OGH 12.02.2003, 9ObA258/02k
Entscheidungstext
Kopf
Der Oberste Gerichtshof hat als Revisionsgericht in Arbeits- und Sozialrechtssachen durch den Senatspräsidenten des Obersten Gerichtshofes Dr. Maier als Vorsitzenden und durch die Hofräte des Obersten Gerichtshofes Dr. Spenling und Dr. Hradil sowie die fachkundigen Laienrichter Dr. Lukas Stärker und Dr. Klaus Mayr als weitere Richter in der Arbeitsrechtssache der klagenden Partei Edwald P*****, Fleischermeister, *****, vertreten durch Dr. Sebastian Mairhofer und Mag. Martha Gradl, Rechtsanwälte in Linz, gegen die beklagte Partei F***** GesmbH & Co KG, *****, vertreten durch Dr. Alfred Hawel und Dr. Ernst Eypeltauer, Rechtsanwälte in Linz, wegen EUR 6.528,80 sA, über die Revision der beklagten Partei gegen das Urteil des Oberlandesgerichtes Linz als Berufungsgericht in Arbeits- und Sozialrechtssachen vom , GZ 11 Ra 209/02p-21, womit über Berufung der beklagten Partei das Urteil des Landesgerichtes Linz als Arbeits- und Sozialgericht vom , GZ 31 Cga 157/01x-17, bestätigt wurde, in nichtöffentlicher Sitzung zu Recht erkannt:
Spruch
Der Revision wird nicht Folge gegeben.
Die beklagte Partei ist schuldig, der klagenden Partei die mit EUR 499,39 bestimmten Kosten des Revisionsverfahrens (darin EUR 83,23 Umsatzsteuer) binnen 14 Tagen zu ersetzen.
Text
Entscheidungsgründe:
Der Kläger war vom bis zu seiner Entlassung am bei der Beklagten als Filialleiter angestellt. Zur Kontrolle der ihm unterstellten Mitarbeiter erstellte er vor Ladenschluss stichprobenartig Kassenzwischenberichte mit dem bisherigen Tagesumsatz, die nach erfolgter Kontrolle weggeworfen wurden. Nach Ladenschluss erstellte er Kassenendberichte.

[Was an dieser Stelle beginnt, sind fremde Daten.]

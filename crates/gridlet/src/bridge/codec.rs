//! Payload codec for proxy traffic.
//!
//! The codec owns only the interior structured payload (JSON). Delimiting is
//! the transport's job: the link layer wraps payloads in a 4-byte
//! length-prefixed frame via [`frame_codec`].

use std::io;

use serde::Serialize;
use serde::ser;
use serde_json::Value;
use tokio_util::bytes::Bytes;
use tokio_util::codec::LengthDelimitedCodec;

use super::protocol::Message;

/// Default cap on a single frame accepted or produced by a link.
pub const DEFAULT_MAX_FRAME_LEN: usize = 8 * 1024 * 1024;

/// Encode a message into its wire payload.
pub fn encode(message: &Message) -> io::Result<Bytes> {
    let json = serde_json::to_vec(message)
        .map_err(|e| io::Error::new(io::ErrorKind::InvalidData, e))?;
    Ok(Bytes::from(json))
}

/// Decode a wire payload into a message.
///
/// Unknown `type`/`push` discriminators fail here; the proxy turns that into
/// a defined reject reply when the frame still carries an id.
pub fn decode(payload: &[u8]) -> io::Result<Message> {
    serde_json::from_slice(payload).map_err(|e| io::Error::new(io::ErrorKind::InvalidData, e))
}

/// Check a value against the wire-representable domain and convert it.
///
/// The domain is the JSON value closure: scalars, ordered sequences, and
/// string-keyed mappings, arbitrarily nested. Non-finite floats and
/// non-string map keys are rejected. The float check is a separate pass
/// through [`FiniteCheck`]: `serde_json::to_value` quietly turns NaN and
/// the infinities into `null` instead of failing.
pub fn wire_value<V: Serialize>(val: V) -> Result<Value, serde_json::Error> {
    val.serialize(FiniteCheck)?;
    serde_json::to_value(val)
}

/// Check an argument list against the wire domain.
///
/// Arguments are positional on the wire, so the value must serialize to a
/// sequence.
pub fn wire_args<A: Serialize>(args: A) -> Result<Vec<Value>, serde_json::Error> {
    use serde::ser::Error as _;

    args.serialize(FiniteCheck)?;
    match serde_json::to_value(args)? {
        Value::Array(items) => Ok(items),
        other => Err(serde_json::Error::custom(format!(
            "argument list must serialize to a sequence, got {}",
            kind_name(&other)
        ))),
    }
}

/// Serializer that walks a value and fails on floats JSON cannot carry.
///
/// Produces nothing; everything except a non-finite float passes. Range and
/// key-type errors stay with the real conversion in `serde_json::to_value`.
#[derive(Clone, Copy)]
struct FiniteCheck;

fn non_finite_error() -> serde_json::Error {
    ser::Error::custom("non-finite number is not representable")
}

impl ser::Serializer for FiniteCheck {
    type Ok = ();
    type Error = serde_json::Error;
    type SerializeSeq = Self;
    type SerializeTuple = Self;
    type SerializeTupleStruct = Self;
    type SerializeTupleVariant = Self;
    type SerializeMap = Self;
    type SerializeStruct = Self;
    type SerializeStructVariant = Self;

    fn serialize_f32(self, v: f32) -> Result<(), Self::Error> {
        if v.is_finite() { Ok(()) } else { Err(non_finite_error()) }
    }

    fn serialize_f64(self, v: f64) -> Result<(), Self::Error> {
        if v.is_finite() { Ok(()) } else { Err(non_finite_error()) }
    }

    fn serialize_bool(self, _v: bool) -> Result<(), Self::Error> {
        Ok(())
    }

    fn serialize_i8(self, _v: i8) -> Result<(), Self::Error> {
        Ok(())
    }

    fn serialize_i16(self, _v: i16) -> Result<(), Self::Error> {
        Ok(())
    }

    fn serialize_i32(self, _v: i32) -> Result<(), Self::Error> {
        Ok(())
    }

    fn serialize_i64(self, _v: i64) -> Result<(), Self::Error> {
        Ok(())
    }

    fn serialize_i128(self, _v: i128) -> Result<(), Self::Error> {
        Ok(())
    }

    fn serialize_u8(self, _v: u8) -> Result<(), Self::Error> {
        Ok(())
    }

    fn serialize_u16(self, _v: u16) -> Result<(), Self::Error> {
        Ok(())
    }

    fn serialize_u32(self, _v: u32) -> Result<(), Self::Error> {
        Ok(())
    }

    fn serialize_u64(self, _v: u64) -> Result<(), Self::Error> {
        Ok(())
    }

    fn serialize_u128(self, _v: u128) -> Result<(), Self::Error> {
        Ok(())
    }

    fn serialize_char(self, _v: char) -> Result<(), Self::Error> {
        Ok(())
    }

    fn serialize_str(self, _v: &str) -> Result<(), Self::Error> {
        Ok(())
    }

    fn serialize_bytes(self, _v: &[u8]) -> Result<(), Self::Error> {
        Ok(())
    }

    fn serialize_none(self) -> Result<(), Self::Error> {
        Ok(())
    }

    fn serialize_some<T>(self, value: &T) -> Result<(), Self::Error>
    where
        T: ?Sized + Serialize,
    {
        value.serialize(self)
    }

    fn serialize_unit(self) -> Result<(), Self::Error> {
        Ok(())
    }

    fn serialize_unit_struct(self, _name: &'static str) -> Result<(), Self::Error> {
        Ok(())
    }

    fn serialize_unit_variant(
        self,
        _name: &'static str,
        _index: u32,
        _variant: &'static str,
    ) -> Result<(), Self::Error> {
        Ok(())
    }

    fn serialize_newtype_struct<T>(
        self,
        _name: &'static str,
        value: &T,
    ) -> Result<(), Self::Error>
    where
        T: ?Sized + Serialize,
    {
        value.serialize(self)
    }

    fn serialize_newtype_variant<T>(
        self,
        _name: &'static str,
        _index: u32,
        _variant: &'static str,
        value: &T,
    ) -> Result<(), Self::Error>
    where
        T: ?Sized + Serialize,
    {
        value.serialize(self)
    }

    fn serialize_seq(self, _len: Option<usize>) -> Result<Self, Self::Error> {
        Ok(self)
    }

    fn serialize_tuple(self, _len: usize) -> Result<Self, Self::Error> {
        Ok(self)
    }

    fn serialize_tuple_struct(
        self,
        _name: &'static str,
        _len: usize,
    ) -> Result<Self, Self::Error> {
        Ok(self)
    }

    fn serialize_tuple_variant(
        self,
        _name: &'static str,
        _index: u32,
        _variant: &'static str,
        _len: usize,
    ) -> Result<Self, Self::Error> {
        Ok(self)
    }

    fn serialize_map(self, _len: Option<usize>) -> Result<Self, Self::Error> {
        Ok(self)
    }

    fn serialize_struct(self, _name: &'static str, _len: usize) -> Result<Self, Self::Error> {
        Ok(self)
    }

    fn serialize_struct_variant(
        self,
        _name: &'static str,
        _index: u32,
        _variant: &'static str,
        _len: usize,
    ) -> Result<Self, Self::Error> {
        Ok(self)
    }
}

impl ser::SerializeSeq for FiniteCheck {
    type Ok = ();
    type Error = serde_json::Error;

    fn serialize_element<T>(&mut self, value: &T) -> Result<(), Self::Error>
    where
        T: ?Sized + Serialize,
    {
        value.serialize(*self)
    }

    fn end(self) -> Result<(), Self::Error> {
        Ok(())
    }
}

impl ser::SerializeTuple for FiniteCheck {
    type Ok = ();
    type Error = serde_json::Error;

    fn serialize_element<T>(&mut self, value: &T) -> Result<(), Self::Error>
    where
        T: ?Sized + Serialize,
    {
        value.serialize(*self)
    }

    fn end(self) -> Result<(), Self::Error> {
        Ok(())
    }
}

impl ser::SerializeTupleStruct for FiniteCheck {
    type Ok = ();
    type Error = serde_json::Error;

    fn serialize_field<T>(&mut self, value: &T) -> Result<(), Self::Error>
    where
        T: ?Sized + Serialize,
    {
        value.serialize(*self)
    }

    fn end(self) -> Result<(), Self::Error> {
        Ok(())
    }
}

impl ser::SerializeTupleVariant for FiniteCheck {
    type Ok = ();
    type Error = serde_json::Error;

    fn serialize_field<T>(&mut self, value: &T) -> Result<(), Self::Error>
    where
        T: ?Sized + Serialize,
    {
        value.serialize(*self)
    }

    fn end(self) -> Result<(), Self::Error> {
        Ok(())
    }
}

impl ser::SerializeMap for FiniteCheck {
    type Ok = ();
    type Error = serde_json::Error;

    fn serialize_key<T>(&mut self, key: &T) -> Result<(), Self::Error>
    where
        T: ?Sized + Serialize,
    {
        key.serialize(*self)
    }

    fn serialize_value<T>(&mut self, value: &T) -> Result<(), Self::Error>
    where
        T: ?Sized + Serialize,
    {
        value.serialize(*self)
    }

    fn end(self) -> Result<(), Self::Error> {
        Ok(())
    }
}

impl ser::SerializeStruct for FiniteCheck {
    type Ok = ();
    type Error = serde_json::Error;

    fn serialize_field<T>(&mut self, _key: &'static str, value: &T) -> Result<(), Self::Error>
    where
        T: ?Sized + Serialize,
    {
        value.serialize(*self)
    }

    fn end(self) -> Result<(), Self::Error> {
        Ok(())
    }
}

impl ser::SerializeStructVariant for FiniteCheck {
    type Ok = ();
    type Error = serde_json::Error;

    fn serialize_field<T>(&mut self, _key: &'static str, value: &T) -> Result<(), Self::Error>
    where
        T: ?Sized + Serialize,
    {
        value.serialize(*self)
    }

    fn end(self) -> Result<(), Self::Error> {
        Ok(())
    }
}

fn kind_name(value: &Value) -> &'static str {
    match value {
        Value::Null => "null",
        Value::Bool(_) => "a boolean",
        Value::Number(_) => "a number",
        Value::String(_) => "a string",
        Value::Array(_) => "a sequence",
        Value::Object(_) => "a mapping",
    }
}

/// Length-delimited framing used on both halves of a link.
pub fn frame_codec(max_frame_len: usize) -> LengthDelimitedCodec {
    LengthDelimitedCodec::builder()
        .length_field_length(4)
        .max_frame_length(max_frame_len)
        .new_codec()
}

#[cfg(test)]
mod tests {
    use super::*;
    use crate::bridge::protocol::{Outcome, PushOp};
    use serde_json::json;
    use tokio_util::bytes::BytesMut;
    use tokio_util::codec::{Decoder, Encoder};

    #[test]
    fn payload_roundtrip() {
        let msg = Message::Push {
            op: PushOp::Status {
                module: "mod_111".into(),
                stat: "level".into(),
                val: json!(7),
            },
            id: "1".into(),
        };
        let payload = encode(&msg).unwrap();
        assert_eq!(decode(&payload).unwrap(), msg);
    }

    #[test]
    fn decode_garbage_is_invalid_data() {
        let err = decode(b"not json at all").unwrap_err();
        assert_eq!(err.kind(), io::ErrorKind::InvalidData);
    }

    #[test]
    fn wire_value_accepts_json_closure() {
        let val = wire_value(json!({"a": [1, 2.5, "x", null], "b": {"c": true}})).unwrap();
        assert!(val.is_object());
    }

    #[test]
    fn wire_value_rejects_non_finite_floats() {
        assert!(wire_value(f64::NAN).is_err());
        assert!(wire_value(f64::INFINITY).is_err());
        assert!(wire_value(f32::NEG_INFINITY).is_err());
    }

    #[test]
    fn wire_value_rejects_nested_non_finite_floats() {
        assert!(wire_value(vec![1.0, f64::NAN]).is_err());

        let mut map = std::collections::HashMap::new();
        map.insert("depth", vec![f64::INFINITY]);
        assert!(wire_value(map).is_err());
    }

    #[test]
    fn wire_args_rejects_non_finite_elements() {
        assert!(wire_args(vec![f64::NAN]).is_err());
        assert!(wire_args((1, "ok", f64::INFINITY)).is_err());
    }

    #[test]
    fn wire_args_requires_sequence() {
        assert_eq!(wire_args(vec![1, 2, 3]).unwrap(), vec![json!(1), json!(2), json!(3)]);
        assert!(wire_args(json!({"not": "a list"})).is_err());
        assert!(wire_args("bare string").is_err());
    }

    #[test]
    fn frame_roundtrip() {
        let mut codec = frame_codec(DEFAULT_MAX_FRAME_LEN);
        let mut buf = BytesMut::new();

        let msg = Message::Resp {
            id: "9".into(),
            outcome: Outcome::Resolve(json!("ok")),
        };
        let payload = encode(&msg).unwrap();
        codec.encode(payload, &mut buf).unwrap();

        let framed = codec.decode(&mut buf).unwrap().unwrap();
        assert_eq!(decode(&framed).unwrap(), msg);
        assert!(buf.is_empty());
    }

    #[test]
    fn frame_decode_is_incremental() {
        let mut codec = frame_codec(DEFAULT_MAX_FRAME_LEN);
        let mut buf = BytesMut::new();

        let msg = Message::Expire {
            sys: "sys_9".into(),
            id: "2".into(),
        };
        let mut full = BytesMut::new();
        codec.encode(encode(&msg).unwrap(), &mut full).unwrap();

        // Feed all but the last byte: no frame yet.
        let last = full.split_off(full.len() - 1);
        buf.extend_from_slice(&full);
        assert!(codec.decode(&mut buf).unwrap().is_none());

        buf.extend_from_slice(&last);
        let framed = codec.decode(&mut buf).unwrap().unwrap();
        assert_eq!(decode(&framed).unwrap(), msg);
    }

    #[test]
    fn oversized_frame_is_rejected() {
        let mut codec = frame_codec(16);
        let mut buf = BytesMut::new();
        // 4-byte length prefix claiming a frame past the cap.
        buf.extend_from_slice(&(1024u32).to_be_bytes());
        buf.extend_from_slice(&[0u8; 64]);
        assert!(codec.decode(&mut buf).is_err());
    }
}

Am - zwei Tage vor der Entlassung - erstellte der Kläger noch vor Ladenschluss irrtümlich anstelle eines Zwischenberichtes einen Endbericht, was zur Löschung der bis dahin erfolgten und im erstellten Bericht erfassten Kasseneingänge führte. Dieser Bericht wurde vom Kläger - wie auch die sonstigen Zwischenberichte - weggeworfen. Dabei kam es dem Kläger nicht darauf an, die Aufklärung in den Vormonaten aufgetretener Kassenfehlbeträge zu verhindern. Von diesem Vorfall abgesehen hat der Kläger nie einen Endbericht weggeworfen. Es kam jedoch vor, dass von ihm Endberichte in Unkenntnis der Tatsache erstellt wurden, dass seine Stellvertreterin bereits einen Endbericht erstellt hatte. Die in solchen Fällen vom Kläger erstellten Endberichte wiesen keine Umsätze aus und wurden von ihm weggeworfen.
Im Hinblick auf Mindereinnahmen in der Zeit ab Jahresbeginn 2001 wurde der Kläger von der Geschäftsleitung im April 2001 zu einer besseren Kontrolle aufgefordert. Das Wegwerfen von "umsatzlosen" Endberichten bzw. das Fehlen von Endberichten war nicht Gegenstand dieses Gespräches.
In den vom Kläger verfassten Tagesberichten kam es zu Rechen- und Schreibfehlern. Dies geschah auch in anderen Filialen, dort allerdings seltener. Der Kläger wurde auf die Fehler hingewiesen, Sanktionen wurden ihm dabei nicht angedroht.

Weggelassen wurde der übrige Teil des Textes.